Start of DATASET RECORDS

//! Execution records and the scheduled-run registry.

use chrono::{DateTime, Utc};
use serde::Serialize;
use std::collections::HashMap;
use std::sync::Mutex;
use std::time::Duration;

use crate::core::lock;
use crate::core::stop::StopSignal;
use crate::core::task::{ExecutionKind, TaskArgs, TaskOutput};
use crate::core::types::{JobId, RunId};

/// Lifecycle state of one execution.
#[derive(Debug, Clone, Copy, PartialEq, Eq, Serialize)]
#[serde(rename_all = "snake_case")]
pub enum ExecutionStatus {
    /// Task function is running.
    Running,
    /// A stop was requested and the task has not returned yet.
    Stopping,
    /// Task returned a value.
    Completed,
    /// Task returned an error or panicked.
    Failed,
    /// Task honoured its stop signal.
    Stopped,
    /// Stop grace elapsed while the thread was still alive.
    Unresponsive,
}

impl ExecutionStatus {
    /// Whether the task function has returned.
    pub fn is_terminal(&self) -> bool {
        matches!(
            self,
            ExecutionStatus::Completed | ExecutionStatus::Failed | ExecutionStatus::Stopped
        )
    }
}

/// Fixed-shape record of one scheduled or manual execution.
#[derive(Debug, Clone, Serialize)]
pub struct ExecutionRecord {
    pub name: String,
    pub run_id: RunId,
    pub kind: ExecutionKind,
    pub status: ExecutionStatus,
    pub started_at: DateTime<Utc>,
    pub completed_at: Option<DateTime<Utc>>,
    /// Wall-clock seconds from start to completion.
    pub execution_time: Option<f64>,
    pub result: Option<TaskOutput>,
    pub error: Option<String>,
    pub args: TaskArgs,
}

impl ExecutionRecord {
    /// New record in the `Running` state.
    pub fn start(name: impl Into<String>, kind: ExecutionKind, args: TaskArgs) -> Self {
        Self {
            name: name.into(),
            run_id: RunId::new(),
            kind,
            status: ExecutionStatus::Running,
            started_at: Utc::now(),
            completed_at: None,
            execution_time: None,
            result: None,
            error: None,
            args,
        }
    }

    pub fn mark_completed(&mut self, result: TaskOutput, elapsed: Duration) {
        self.finish(ExecutionStatus::Completed, elapsed);
        self.result = Some(result);
    }

    pub fn mark_failed(&mut self, error: impl Into<String>, elapsed: Duration) {
        self.finish(ExecutionStatus::Failed, elapsed);
        self.error = Some(error.into());
    }

    pub fn mark_stopped(&mut self, elapsed: Duration) {
        self.finish(ExecutionStatus::Stopped, elapsed);
    }

    pub fn mark_stopping(&mut self) {
        if !self.status.is_terminal() {
            self.status = ExecutionStatus::Stopping;
        }
    }

    pub fn mark_unresponsive(&mut self) {
        if !self.status.is_terminal() {
            self.status = ExecutionStatus::Unresponsive;
        }
    }

    fn finish(&mut self, status: ExecutionStatus, elapsed: Duration) {
        self.status = status;
        self.completed_at = Some(Utc::now());
        self.execution_time = Some(elapsed.as_secs_f64());
    }
}

#[derive(Debug)]
struct ScheduledEntry {
    record: ExecutionRecord,
    stop: StopSignal,
}

/// Registry of scheduled runs currently tracked, at most one per job id.
#[derive(Debug, Default)]
pub struct ScheduledRegistry {
    entries: Mutex<HashMap<JobId, ScheduledEntry>>,
}

impl ScheduledRegistry {
    pub fn new() -> Self {
        Self::default()
    }

    /// Insert a `Running` record for `job_id` unless one is already tracked.
    ///
    /// Returns the new run id and its stop signal, or `None` when the job is
    /// already running.
    pub fn claim(&self, job_id: &JobId, args: &TaskArgs) -> Option<(RunId, StopSignal)> {
        let mut entries = lock(&self.entries);
        if entries.contains_key(job_id) {
            return None;
        }
        let record = ExecutionRecord::start(job_id.as_str(), ExecutionKind::Scheduled, args.clone());
        let run_id = record.run_id;
        let stop = StopSignal::new(job_id.as_str());
        entries.insert(
            job_id.clone(),
            ScheduledEntry {
                record,
                stop: stop.clone(),
            },
        );
        Some((run_id, stop))
    }

    /// Remove the record for `job_id` if it still belongs to `run_id`.
    pub fn release(&self, job_id: &JobId, run_id: RunId) -> Option<ExecutionRecord> {
        let mut entries = lock(&self.entries);
        match entries.get(job_id) {
            Some(entry) if entry.record.run_id == run_id => {
                entries.remove(job_id).map(|entry| entry.record)
            }
            _ => None,
        }
    }

    /// Copy of the record tracked for `job_id`.
    pub fn get(&self, job_id: &JobId) -> Option<ExecutionRecord> {
        lock(&self.entries).get(job_id).map(|entry| entry.record.clone())
    }

    pub fn contains(&self, job_id: &JobId) -> bool {
        lock(&self.entries).contains_key(job_id)
    }

    /// Tracked job ids, sorted.
    pub fn running_ids(&self) -> Vec<JobId> {
        let mut ids: Vec<JobId> = lock(&self.entries).keys().cloned().collect();
        ids.sort();
        ids
    }

    pub fn len(&self) -> usize {
        lock(&self.entries).len()
    }

    pub fn is_empty(&self) -> bool {
        lock(&self.entries).is_empty()
    }

    /// Remove every record, returning each job id with its stop signal.
    pub fn drain(&self) -> Vec<(JobId, StopSignal)> {
        let mut drained: Vec<(JobId, StopSignal)> = lock(&self.entries)
            .drain()
            .map(|(id, entry)| (id, entry.stop))
            .collect();
        drained.sort_by(|a, b| a.0.cmp(&b.0));
        drained
    }
}
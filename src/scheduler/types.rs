//! Scheduler type definitions.
//!
//! This module contains error types, state enums, command types and the
//! serializable views the scheduler hands out.

use chrono::{DateTime, Utc};
use serde::Serialize;
use std::fmt;
use thiserror::Error;
use tokio::sync::oneshot;

use crate::core::trigger::TriggerError;
use crate::core::types::{JobId, RunId};
use crate::execution::{LaunchError, StopOutcome};

/// Errors that can occur in the scheduler.
#[derive(Debug, Error)]
pub enum SchedulerError {
    /// Job not found.
    #[error("job not found: {0}")]
    JobNotFound(String),

    /// A run of the job is already tracked.
    #[error("job already running: {0}")]
    AlreadyRunning(String),

    /// The trigger expression did not parse.
    #[error(transparent)]
    Trigger(#[from] TriggerError),

    /// Manual launch refused.
    #[error(transparent)]
    Launch(#[from] LaunchError),

    /// Job definition rejected.
    #[error("invalid job: {0}")]
    InvalidJob(String),

    /// The scheduler has shut down.
    #[error("scheduler is stopped")]
    Stopped,

    /// Channel error.
    #[error("channel error: {0}")]
    ChannelError(String),
}

/// State of the scheduler.
#[derive(Debug, Clone, Copy, Default, PartialEq, Eq, Serialize)]
#[serde(rename_all = "snake_case")]
pub enum SchedulerState {
    /// Scheduler is stopped.
    #[default]
    Stopped,
    /// Scheduler is running.
    Running,
    /// Scheduler is paused.
    Paused,
}

impl fmt::Display for SchedulerState {
    fn fmt(&self, f: &mut fmt::Formatter<'_>) -> fmt::Result {
        match self {
            SchedulerState::Stopped => f.write_str("stopped"),
            SchedulerState::Running => f.write_str("running"),
            SchedulerState::Paused => f.write_str("paused"),
        }
    }
}

/// What a shutdown did.
#[derive(Debug, Clone, Default, Serialize)]
pub struct ShutdownReport {
    /// Stop outcome per manual task, sorted by name.
    pub manual: Vec<(String, StopOutcome)>,
    /// Scheduled runs that were still tracked and got abandoned.
    pub abandoned: Vec<JobId>,
    /// Whether stopping manual tasks hit the overall shutdown timeout.
    pub timed_out: bool,
}

/// Registered job as exposed to the command surface.
#[derive(Debug, Clone, Serialize)]
pub struct JobSummary {
    pub id: JobId,
    pub schedule: String,
    pub timezone: String,
    pub enabled: bool,
    pub timeout_secs: u64,
    pub description: Option<String>,
    pub running: bool,
    pub next_run: Option<DateTime<Utc>>,
}

/// Commands that can be sent to the scheduler loop.
pub(crate) enum SchedulerCommand {
    /// Fire a job now.
    Trigger {
        job_id: JobId,
        response: oneshot::Sender<Result<RunId, SchedulerError>>,
    },
    /// Pause the scheduler.
    Pause { response: oneshot::Sender<()> },
    /// Resume the scheduler.
    Resume { response: oneshot::Sender<()> },
    /// Shutdown the scheduler.
    Shutdown {
        response: oneshot::Sender<ShutdownReport>,
    },
}
//! API request and response types.

use serde::{Deserialize, Serialize};

use crate::core::task::TaskArgs;
use crate::execution::StopOutcome;
use crate::scheduler::{JobSummary, SchedulerState};

/// Health check response.
#[derive(Debug, Serialize)]
pub struct HealthResponse {
    pub status: &'static str,
    pub version: &'static str,
}

impl Default for HealthResponse {
    fn default() -> Self {
        Self {
            status: "ok",
            version: env!("CARGO_PKG_VERSION"),
        }
    }
}

/// Scheduler state response.
#[derive(Debug, Serialize)]
pub struct SchedulerStateResponse {
    pub state: SchedulerState,
    pub is_running: bool,
    pub is_paused: bool,
}

impl From<SchedulerState> for SchedulerStateResponse {
    fn from(state: SchedulerState) -> Self {
        Self {
            state,
            is_running: state == SchedulerState::Running,
            is_paused: state == SchedulerState::Paused,
        }
    }
}

/// List of jobs response.
#[derive(Debug, Serialize)]
pub struct JobListResponse {
    pub jobs: Vec<JobSummary>,
    pub count: usize,
}

/// Response after triggering a job.
#[derive(Debug, Serialize)]
pub struct TriggerResponse {
    pub run_id: String,
    pub job_id: String,
    pub message: String,
}

/// Body of a manual task start request. Both fields are optional.
#[derive(Debug, Default, Deserialize)]
#[serde(default)]
pub struct StartTaskRequest {
    /// Registered job whose task runs; defaults to the task name.
    pub job: Option<String>,
    /// Arguments laid over the job's own.
    pub args: TaskArgs,
}

/// Response after starting a manual task.
#[derive(Debug, Serialize)]
pub struct StartTaskResponse {
    pub name: String,
    pub job_id: String,
    pub run_id: String,
    pub message: String,
}

/// Result of stopping one manual task.
#[derive(Debug, Serialize)]
pub struct StopTaskResponse {
    pub name: String,
    pub outcome: StopOutcome,
    pub success: bool,
    pub message: String,
}

impl StopTaskResponse {
    pub fn new(name: impl Into<String>, outcome: StopOutcome) -> Self {
        let name = name.into();
        let message = match outcome {
            StopOutcome::NotRunning => format!("manual task '{}' is not running", name),
            StopOutcome::AlreadyFinished => format!("manual task '{}' had already finished", name),
            StopOutcome::Stopped => format!("manual task '{}' stopped", name),
            StopOutcome::ForcedStopRequired => {
                format!("manual task '{}' did not stop, forced stop required", name)
            }
        };
        Self {
            name,
            success: outcome.is_success(),
            outcome,
            message,
        }
    }
}

/// Result of stopping every manual task.
#[derive(Debug, Serialize)]
pub struct StopAllResponse {
    pub results: Vec<StopTaskResponse>,
    pub all_stopped: bool,
}

/// Generic message response.
#[derive(Debug, Serialize)]
pub struct MessageResponse {
    pub message: String,
}
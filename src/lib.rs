//! cadence - a cron-triggered job scheduler with manual task control.
//!
//! Jobs bind a [`Task`] to a cron [`Trigger`]. The scheduler fires due jobs on
//! a bounded worker pool, enforces one live run per job id and a per-run
//! timeout, and lets operators launch, inspect and stop named manual tasks.
//! Progress messages go through a [`Notifier`] that buffers until a
//! [`NotificationSink`] is attached.
//!
//! # Example
//!
//! ```no_run
//! use cadence::{CommandTask, Job, Scheduler, TaskArgs, Trigger};
//! use std::sync::Arc;
//!
//! # async fn example() -> Result<(), Box<dyn std::error::Error>> {
//! let task = CommandTask::builder("./refresh.sh")
//!     .arg("{file_path}")
//!     .build();
//! let job = Job::new("main_task", Trigger::parse("*/5 * * * *")?, Arc::new(task))
//!     .with_args(TaskArgs::new().with("file_path", "/var/lib/data.json"));
//!
//! let mut scheduler = Scheduler::new().with_pool_size(5);
//! scheduler.register(job);
//! let (handle, _loop) = scheduler.start().await;
//!
//! let view = handle.snapshot().await;
//! println!("{} job(s) registered", view.job_count);
//!
//! handle.shutdown().await?;
//! # Ok(())
//! # }
//! ```

pub mod api;
pub mod config;
pub mod core;
pub mod execution;
pub mod notify;
pub mod scheduler;

pub use config::{ConfigError, JobConfig, ScheduleConfig, Settings, YamlLoader, build_scheduler};
pub use core::job::{DEFAULT_JOB_TIMEOUT, Job};
pub use core::stop::StopSignal;
pub use core::task::{
    ExecutionKind, Task, TaskArgs, TaskContext, TaskError, TaskOutput, from_fn,
};
pub use core::trigger::{Trigger, TriggerError};
pub use core::types::{JobId, RunId};
pub use execution::{
    CommandTask, ExecutionRecord, ExecutionStatus, LaunchError, RunOutcome, StopOutcome,
    TimeoutGuard,
};
pub use notify::{Dispatch, LogSink, NotificationSink, Notifier};
pub use scheduler::{
    JobSummary, Scheduler, SchedulerError, SchedulerHandle, SchedulerState, ShutdownReport,
    StatusView,
};
//! Status aggregation and the periodic status monitor.

use serde::Serialize;
use std::time::Duration;
use tokio::task::JoinHandle;
use tokio::time::MissedTickBehavior;

use super::handle::SchedulerHandle;
use super::types::SchedulerState;
use crate::core::types::JobId;

/// Default interval of the status monitor.
pub const DEFAULT_MONITOR_INTERVAL: Duration = Duration::from_secs(60);

/// Point-in-time view of everything the scheduler is tracking.
#[derive(Debug, Clone, Default, PartialEq, Eq, Serialize)]
pub struct StatusView {
    pub scheduler_running: bool,
    pub state: SchedulerState,
    pub manual_running: Vec<String>,
    pub manual_unresponsive: Vec<String>,
    pub scheduled_running: Vec<JobId>,
    pub job_count: usize,
    pub job_ids: Vec<JobId>,
    pub pool_capacity: usize,
    pub pool_available: usize,
}

impl StatusView {
    /// Whether any manual or scheduled work is in flight.
    pub fn has_active_work(&self) -> bool {
        !self.manual_running.is_empty()
            || !self.manual_unresponsive.is_empty()
            || !self.scheduled_running.is_empty()
    }
}

/// Snapshot of `handle`, or the empty not-running view when there is none.
pub async fn snapshot(handle: Option<&SchedulerHandle>) -> StatusView {
    match handle {
        Some(handle) => handle.snapshot().await,
        None => StatusView::default(),
    }
}

/// Log active work every `interval` until the scheduler stops.
pub fn spawn_monitor(handle: SchedulerHandle, interval: Duration) -> JoinHandle<()> {
    tokio::spawn(async move {
        let mut ticker = tokio::time::interval(interval);
        ticker.set_missed_tick_behavior(MissedTickBehavior::Delay);
        // The first tick completes immediately.
        ticker.tick().await;

        loop {
            ticker.tick().await;
            let view = handle.snapshot().await;
            if view.state == SchedulerState::Stopped {
                tracing::debug!("Scheduler stopped, status monitor exiting");
                break;
            }
            if view.has_active_work() {
                tracing::info!(
                    manual = ?view.manual_running,
                    unresponsive = ?view.manual_unresponsive,
                    scheduled = ?view.scheduled_running,
                    pool_available = view.pool_available,
                    "Active work"
                );
            } else {
                tracing::debug!(jobs = view.job_count, "No active work");
            }
        }
    })
}
//! API error types and HTTP status mapping.

use axum::{
    Json,
    http::StatusCode,
    response::{IntoResponse, Response},
};
use serde::Serialize;

use crate::execution::LaunchError;
use crate::scheduler::SchedulerError;

/// API error response body.
#[derive(Debug, Serialize)]
pub struct ErrorResponse {
    pub error: String,
    pub code: String,
}

/// API error type that can be converted to HTTP responses.
#[derive(Debug)]
pub enum ApiError {
    /// Resource not found.
    NotFound(String),
    /// Malformed request (e.g., bad trigger expression).
    BadRequest(String),
    /// Request conflict (e.g., job or task already running).
    Conflict(String),
    /// Service unavailable (e.g., scheduler stopped).
    ServiceUnavailable(String),
    /// Internal server error.
    Internal(String),
}

impl IntoResponse for ApiError {
    fn into_response(self) -> Response {
        let (status, code, message) = match self {
            ApiError::NotFound(msg) => (StatusCode::NOT_FOUND, "NOT_FOUND", msg),
            ApiError::BadRequest(msg) => (StatusCode::BAD_REQUEST, "BAD_REQUEST", msg),
            ApiError::Conflict(msg) => (StatusCode::CONFLICT, "CONFLICT", msg),
            ApiError::ServiceUnavailable(msg) => {
                (StatusCode::SERVICE_UNAVAILABLE, "SERVICE_UNAVAILABLE", msg)
            }
            ApiError::Internal(msg) => (StatusCode::INTERNAL_SERVER_ERROR, "INTERNAL_ERROR", msg),
        };

        let body = ErrorResponse {
            error: message,
            code: code.to_string(),
        };

        (status, Json(body)).into_response()
    }
}

impl From<SchedulerError> for ApiError {
    fn from(err: SchedulerError) -> Self {
        match err {
            SchedulerError::JobNotFound(id) => ApiError::NotFound(format!("job not found: {}", id)),
            SchedulerError::AlreadyRunning(id) => {
                ApiError::Conflict(format!("job '{}' is already running", id))
            }
            SchedulerError::Trigger(e) => ApiError::BadRequest(e.to_string()),
            SchedulerError::InvalidJob(msg) => ApiError::BadRequest(msg),
            SchedulerError::Launch(e) => e.into(),
            SchedulerError::Stopped => {
                ApiError::ServiceUnavailable("scheduler is stopped".to_string())
            }
            SchedulerError::ChannelError(msg) => ApiError::Internal(msg),
        }
    }
}

impl From<LaunchError> for ApiError {
    fn from(err: LaunchError) -> Self {
        match err {
            LaunchError::AlreadyRunning(_) => ApiError::Conflict(err.to_string()),
            LaunchError::SchedulerStopped => ApiError::ServiceUnavailable(err.to_string()),
            LaunchError::Spawn { .. } => ApiError::Internal(err.to_string()),
        }
    }
}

End of DATASET RECORDS

[ACTIVITY]: The answer should be all lines from the entries above that hold the word "when".

[TASK ANSWER]:
    /// Returns the new run id and its stop signal, or `None` when the job is
/// Snapshot of `handle`, or the empty not-running view when there is none.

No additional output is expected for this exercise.